State-selective deactivation rates of N-methylpyrrole in the S₁ state have been measured by using the picosecond pump–probe method. The S₁ decay time leading to the N–CH₃ bond dissociation is found to be strongly mode-dependent as manifested in both S₁ decay and methyl-fragment growth dynamics. Time-resolved velocity-map ion images of the ˙CH₃ fragment, as far as the fragment of the Gaussian-shaped high kinetic energy distribution is concerned, suggest that the N–CH₃ cleavage reaction might occur through an intermediate. Sudden decrease of the S₁ lifetime at ∼700 cm⁻¹ above the S₁ origin is accompanied by the fragmentation of the Boltzmann-type low kinetic energy distribution. The appearance rate of this low-kinetic energy fragment turns out to be quite slow to give τ ∼ 5 ns compared to the S₁ lifetime of ∼174 ps at the +806 cm⁻¹ band, for instance, confirming previous findings that the S₁ decay process starts to be overwhelmed by a new fast nonradiative transition in the corresponding excitation energy region.

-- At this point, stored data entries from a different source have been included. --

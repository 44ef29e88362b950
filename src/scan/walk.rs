//! Depth-first directory walk shared by every detector.

use crate::error::{Result, SweepError};
use globset::GlobSet;
use std::fs;
use std::io;
use std::path::{Path, PathBuf};
use tracing::trace;
use walkdir::{DirEntry, WalkDir};

/// What to do with a directory the walk reached.
#[derive(Debug, Clone, Copy, PartialEq, Eq)]
pub(super) enum Visit {
    /// Not a candidate; keep walking into it.
    Descend,
    /// Candidate; record it and do not walk into it.
    Claim,
    /// Candidate; record it and keep walking into it.
    ClaimAndDescend,
}

/// Walk every directory below `root` and collect those `classify` claims.
///
/// The root itself is never classified. Directories matching `excludes`
/// (as root-relative paths) are skipped along with everything under them.
/// Symlinks are not followed. Entries are visited in file name order.
pub(super) fn collect_dirs<F>(root: &Path, excludes: &GlobSet, mut classify: F) -> Result<Vec<PathBuf>>
where
    F: FnMut(&DirEntry) -> Visit,
{
    let meta = fs::metadata(root).map_err(|e| SweepError::from_io("failed to read", root, e))?;
    if !meta.is_dir() {
        return Err(SweepError::Io {
            context: "not a directory",
            path: root.to_path_buf(),
            source: io::Error::other("scan root must be a directory"),
        });
    }

    let mut found = Vec::new();
    let mut walker = WalkDir::new(root)
        .follow_links(false)
        .sort_by_file_name()
        .into_iter();

    while let Some(entry) = walker.next() {
        let entry = entry.map_err(walk_error)?;
        if entry.depth() == 0 || !entry.file_type().is_dir() {
            continue;
        }

        if is_excluded(root, entry.path(), excludes) {
            trace!(path = %entry.path().display(), "excluded");
            walker.skip_current_dir();
            continue;
        }

        match classify(&entry) {
            Visit::Descend => {}
            Visit::Claim => {
                found.push(entry.into_path());
                walker.skip_current_dir();
            }
            Visit::ClaimAndDescend => found.push(entry.into_path()),
        }
    }

    Ok(found)
}

fn is_excluded(root: &Path, path: &Path, excludes: &GlobSet) -> bool {
    if excludes.is_empty() {
        return false;
    }
    let relative = path.strip_prefix(root).unwrap_or(path);
    excludes.is_match(relative)
}

fn walk_error(err: walkdir::Error) -> SweepError {
    let path = err.path().map(Path::to_path_buf).unwrap_or_default();
    let message = err.to_string();
    match err.into_io_error() {
        Some(source) => SweepError::from_io("failed to read directory", path, source),
        None => SweepError::Io {
            context: "failed to walk",
            path,
            source: io::Error::other(message),
        },
    }
}
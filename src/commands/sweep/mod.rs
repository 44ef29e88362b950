//! Implementation of the sweep command.
//!
//! One run, in order:
//! 1. Find virtual environments, freeze each one's requirements next to it,
//!    and delete it if asked (with confirmation unless `--yes`)
//! 2. Delete every `__pycache__` if asked (never prompted)
//! 3. Delete every `node_modules` if asked (with confirmation unless `--yes`)
//!
//! The first error aborts the rest of the run.
//!
//! # Dry run
//!
//! With `--dry-run` the scans run and the plan is printed; nothing is
//! written, deleted or asked.

mod display;
mod execution;
mod planning;
mod report;
mod types;


use crate::cli::Cli;
use crate::config::Config;
use crate::confirm::{ResponseSource, StdinPrompt};
use crate::error::Result;
use display::{print_summary, print_sweep_plan};
use execution::Sweeper;
use planning::build_sweep_plan;
use report::write_report;
use tracing::{debug, warn};
use types::{SweepOptions, SweepOutcome};

/// Execute the sweep command from parsed arguments.
///
/// Loads the config for the root (adding any `--exclude` globs) and answers
/// prompts from stdin.
pub fn cmd_sweep(cli: &Cli) -> Result<()> {
    let options = SweepOptions::from_cli(cli);

    let mut config = Config::discover(&options.root, cli.config.as_deref())?;
    config.exclude.extend(cli.exclude.iter().cloned());
    debug!(?options, ?config, "starting sweep");

    run_sweep(&config, &options, &mut StdinPrompt)?;
    Ok(())
}

/// Run a sweep with an explicit config and prompt source.
pub fn run_sweep(
    config: &Config,
    options: &SweepOptions,
    prompt: &mut dyn ResponseSource,
) -> Result<SweepOutcome> {
    let sweeper = Sweeper::new(config)?;

    if options.dry_run {
        let plan = build_sweep_plan(&sweeper.scanner, options)?;
        print_sweep_plan(&plan, &sweeper.snapshotter, options.delete_venv);
        if options.report.is_some() {
            warn!("--report is ignored in dry-run mode");
        }
        println!("Dry-run mode: no changes made.");
        return Ok(SweepOutcome::default());
    }

    let outcome = sweeper.execute(options, prompt)?;
    print_summary(&outcome);

    if let Some(path) = &options.report {
        write_report(path, options, &outcome)?;
    }

    Ok(outcome)
}
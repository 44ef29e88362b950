//! Filesystem utilities for envsweep.
//!
//! Atomic writes keep requirements snapshots and run reports from ever being
//! observed half-written.

pub mod atomic;

pub use atomic::atomic_write;
pub use atomic::atomic_write_file;
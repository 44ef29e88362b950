//! Configuration model for envsweep.
//!
//! This module defines the Config struct that represents `.envsweep.yaml`.
//! It supports forward-compatible YAML parsing (unknown fields are ignored),
//! sensible defaults for every field, and validation of patterns up front so
//! a bad regex or glob fails before any directory is touched.

mod model;
mod operations;
pub mod types;


// Re-export public API
pub use model::Config;
pub use types::CONFIG_FILE_NAME;
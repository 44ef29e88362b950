//! Exit code constants for the envsweep CLI.
//!
//! - 0: Success
//! - 1: Any handled failure (permission denied, pip not found, other errors)

/// Successful execution.
pub const SUCCESS: i32 = 0;

/// Handled failure: the run was aborted and a message was printed.
pub const FAILURE: i32 = 1;
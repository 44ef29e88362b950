//! envsweep: find Python virtual environments, `__pycache__` and
//! `node_modules` directories, freeze requirements, and clean them up.
//!
//! This is the main entry point for the `envsweep` CLI. It parses arguments,
//! sets up logging, runs the sweep, and handles errors with proper exit codes.

mod cli;
mod commands;
mod config;
mod confirm;
mod delete;
mod error;
mod exit_codes;
mod fs;
mod logging;
mod scan;
mod snapshot;

#[cfg(test)]
mod test_support;

use cli::Cli;
use error::SweepError;
use std::process::ExitCode;

fn main() -> ExitCode {
    let cli = Cli::parse_args();
    logging::init(cli.log_config());

    match commands::dispatch(&cli) {
        Ok(()) => ExitCode::from(exit_codes::SUCCESS as u8),
        Err(err) => {
            let code = err.exit_code();
            report_error(err, cli.debug);
            ExitCode::from(code as u8)
        }
    }
}

/// Print a failure to stderr.
///
/// Debug mode prints the whole error chain and the error's fields, e.g. the
/// path behind a permission failure.
fn report_error(err: SweepError, debug: bool) {
    if debug {
        let detail = format!("{:#?}", err);
        eprintln!("Error: {:?}", anyhow::Error::new(err));
        eprintln!();
        eprintln!("{}", detail);
    } else {
        eprintln!("Error: {}", err);
    }
}
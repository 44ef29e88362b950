//! Command implementations for envsweep.
//!
//! envsweep has a single command, the sweep; this module is where it is
//! dispatched from.

mod sweep;

use crate::cli::Cli;
use crate::error::Result;

/// Run the command described by `cli`.
pub fn dispatch(cli: &Cli) -> Result<()> {
    sweep::cmd_sweep(cli)
}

The lifetime at the S₁ origin accessed by the two-photon absorption is firstly measured to give τ ∼ 8 ns. Using one and two photon absoption processes, a number of S₁ vibronic bands are identified to give mode-dependent lifetimes spanning an enormously wide temporal range of 8 ns–5 ps in the quite narrow excitation energy region of 0–1800 cm⁻¹ above the S₁ origin. Understanding of the N-methylpyrrole dynamics on multidimensional excited-state potential energy surfaces governing energy dissipating processes will get much benefit from our detailed mode-specific lifetime measurements.